*Directions*.
In the entries that follow, how many lines include the string "Missing"? The answer is the number only.

Segment Start: Provided material

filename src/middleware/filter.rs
/*
 * Responsibility
 * - Decide what traffic is observable: path exclusion (segment-boundary
 *   prefix match) and header redaction for log lines
 * - Pure functions over the request/response; no side effects
 */
use axum::http::HeaderMap;

/// True iff `path` equals an exclude entry or sits under it at a segment
/// boundary. `/health` must not match `/healthy`, but does match
/// `/health/live`.
pub fn is_excluded_path(path: &str, exclude_paths: &[String]) -> bool {
    exclude_paths.iter().any(|entry| {
        let entry = entry.trim_end_matches('/');
        if entry.is_empty() {
            return false;
        }
        path == entry
            || path
                .strip_prefix(entry)
                .is_some_and(|rest| rest.starts_with('/'))
    })
}

/// Render headers as `"Key: v1, v2; Key2: v3"`, preserving declaration order
/// and joining repeated headers with `, `. Keys case-insensitively present
/// in `exclude_headers` are dropped entirely.
pub fn filter_headers(headers: &HeaderMap, exclude_headers: &[String]) -> String {
    let mut out = String::new();

    // keys() yields each header name once, in declaration order
    for name in headers.keys() {
        let key = name.as_str();
        if exclude_headers
            .iter()
            .any(|ex| ex.eq_ignore_ascii_case(key))
        {
            continue;
        }

        let values: Vec<&str> = headers
            .get_all(name)
            .iter()
            .filter_map(|v| v.to_str().ok())
            .collect();

        if !out.is_empty() {
            out.push_str("; ");
        }
        out.push_str(key);
        out.push_str(": ");
        out.push_str(&values.join(", "));
    }

    out
}

#[cfg(test)]
mod tests {
    use axum::http::header::{HeaderName, HeaderValue};

    use super::*;

    fn excludes(items: &[&str]) -> Vec<String> {
        items.iter().map(|s| s.to_string()).collect()
    }

    #[test]
    fn exclusion_respects_segment_boundaries() {
        let ex = excludes(&["/health"]);
        assert!(is_excluded_path("/health", &ex));
        assert!(is_excluded_path("/health/live", &ex));
        assert!(!is_excluded_path("/healthy", &ex));
        assert!(!is_excluded_path("/api/health", &ex));
    }

    #[test]
    fn trailing_slash_entries_still_match() {
        let ex = excludes(&["/metrics/"]);
        assert!(is_excluded_path("/metrics", &ex));
        assert!(is_excluded_path("/metrics/scrape", &ex));
    }

    #[test]
    fn empty_exclude_list_excludes_nothing() {
        assert!(!is_excluded_path("/health", &[]));
    }

    #[test]
    fn headers_render_in_order_with_multi_values_joined() {
        let mut headers = HeaderMap::new();
        headers.append("accept", HeaderValue::from_static("text/html"));
        headers.append("accept", HeaderValue::from_static("application/json"));
        headers.append("x-custom", HeaderValue::from_static("1"));

        let out = filter_headers(&headers, &[]);
        assert_eq!(out, "accept: text/html, application/json; x-custom: 1");
    }

    #[test]
    fn excluded_headers_never_appear_case_insensitively() {
        let mut headers = HeaderMap::new();
        headers.insert("authorization", HeaderValue::from_static("Bearer secret"));
        headers.insert("cookie", HeaderValue::from_static("sid=1"));
        headers.insert(
            HeaderName::from_static("x-api"),
            HeaderValue::from_static("ok"),
        );

        let out = filter_headers(&headers, &excludes(&["Authorization", "Cookie"]));
        assert!(!out.to_ascii_lowercase().contains("authorization"));
        assert!(!out.contains("secret"));
        assert!(!out.contains("cookie"));
        assert_eq!(out, "x-api: ok");
    }

    #[test]
    fn filtering_is_idempotent() {
        let mut headers = HeaderMap::new();
        headers.insert("content-type", HeaderValue::from_static("application/json"));
        headers.insert("authorization", HeaderValue::from_static("Bearer t"));

        let ex = excludes(&["authorization"]);
        let once = filter_headers(&headers, &ex);
        let twice = filter_headers(&headers, &ex);
        assert_eq!(once, twice);
    }
}
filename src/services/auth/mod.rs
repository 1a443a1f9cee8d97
/*
 * Responsibility
 * - TokenVerifier: the narrow contract the auth gate talks to
 * - ClaimSet: claims handed back to the gate after validation
 * - Token issuance (signing, refresh storage) lives outside this service
 */
mod jwt;

pub use jwt::JwtVerifier;

/// Claims extracted from a token the verifier has already accepted.
#[derive(Debug, Clone)]
pub struct ClaimSet {
    pub sub: String,
    pub email: Option<String>,
    pub roles: Vec<String>,
    pub raw: serde_json::Map<String, serde_json::Value>,
}

/// Stateless token verification. Safe for unbounded concurrent calls.
///
/// `decode_claims` may skip signature re-verification: it is only ever
/// called for tokens `validate` accepted.
pub trait TokenVerifier: Send + Sync {
    fn validate(&self, token: &str) -> bool;
    fn decode_claims(&self, token: &str) -> Option<ClaimSet>;
}
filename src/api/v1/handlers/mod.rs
pub mod health;
pub mod users;
/*
 * Responsibility
 * - Bearer-token gate for everything outside the public allow-list
 * - Extract token (Authorization header; `?token=` only when opted in),
 *   validate via the TokenVerifier, decode claims, attach AuthCtx to
 *   request extensions for handlers
 * - Terminates the chain itself on any auth failure; never re-raises.
 *   Rejections use the same ErrorResponse shape as every other failure.
 */
use axum::{
    extract::{Request, State},
    http::{Uri, header},
    middleware::Next,
    response::{IntoResponse, Response},
};
use uuid::Uuid;

use crate::api::v1::extractors::AuthCtx;
use crate::error::AppError;
use crate::state::AppState;

pub async fn require_auth(State(state): State<AppState>, mut req: Request, next: Next) -> Response {
    let path = req.uri().path().to_ascii_lowercase();

    if path == "/"
        || state
            .config
            .auth
            .public_paths
            .iter()
            .any(|p| path.starts_with(p.as_str()))
    {
        return next.run(req).await;
    }

    let token = match bearer_token(&req) {
        Some(t) => t,
        None if state.config.auth.allow_query_token => match query_token(req.uri()) {
            Some(t) => t,
            None => return reject(&path, "Missing authentication token"),
        },
        None => return reject(&path, "Missing authentication token"),
    };

    if !state.verifier.validate(&token) {
        tracing::warn!(path = %path, "access token verification failed");
        return reject(&path, "Invalid or expired token");
    }

    // Signature already checked above; decoding trusts the validator.
    let Some(claims) = state.verifier.decode_claims(&token) else {
        tracing::warn!(path = %path, "token accepted but claims could not be decoded");
        return reject(&path, "Invalid token claims");
    };

    let Ok(user_id) = Uuid::parse_str(&claims.sub) else {
        tracing::warn!(path = %path, sub = %claims.sub, "subject claim is not a UUID");
        return reject(&path, "Invalid token claims");
    };

    let auth_ctx = AuthCtx {
        user_id,
        email: claims.email.unwrap_or_default(),
        roles: claims.roles,
        claims: claims.raw,
    };
    req.extensions_mut().insert(auth_ctx);

    next.run(req).await
}

fn reject(path: &str, message: &str) -> Response {
    tracing::warn!(path = %path, message, "request rejected by auth gate");
    AppError::unauthorized(message).into_response()
}

fn bearer_token(req: &Request) -> Option<String> {
    req.headers()
        .get(header::AUTHORIZATION)
        .and_then(|v| v.to_str().ok())
        .and_then(|v| v.strip_prefix("Bearer "))
        .map(|t| t.trim().to_string())
        .filter(|t| !t.is_empty())
}

fn query_token(uri: &Uri) -> Option<String> {
    let query = uri.query()?;
    url::form_urlencoded::parse(query.as_bytes())
        .find(|(key, _)| key == "token")
        .map(|(_, value)| value.into_owned())
        .filter(|t| !t.is_empty())
}

#[cfg(test)]
mod tests {
    use super::*;

    #[test]
    fn bearer_token_requires_the_scheme_prefix() {
        let req = Request::builder()
            .header("authorization", "Bearer abc.def.ghi")
            .body(axum::body::Body::empty())
            .unwrap();
        assert_eq!(bearer_token(&req).as_deref(), Some("abc.def.ghi"));

        let req = Request::builder()
            .header("authorization", "Basic dXNlcjpwdw==")
            .body(axum::body::Body::empty())
            .unwrap();
        assert_eq!(bearer_token(&req), None);
    }

    #[test]
    fn query_token_is_read_from_the_token_parameter() {
        let uri: Uri = "/api/v1/users?page=2&token=abc%20def".parse().unwrap();
        assert_eq!(query_token(&uri).as_deref(), Some("abc def"));

        let uri: Uri = "/api/v1/users?page=2".parse().unwrap();
        assert_eq!(query_token(&uri), None);
    }
}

Segment End: Provided material

*Response to this task*.
2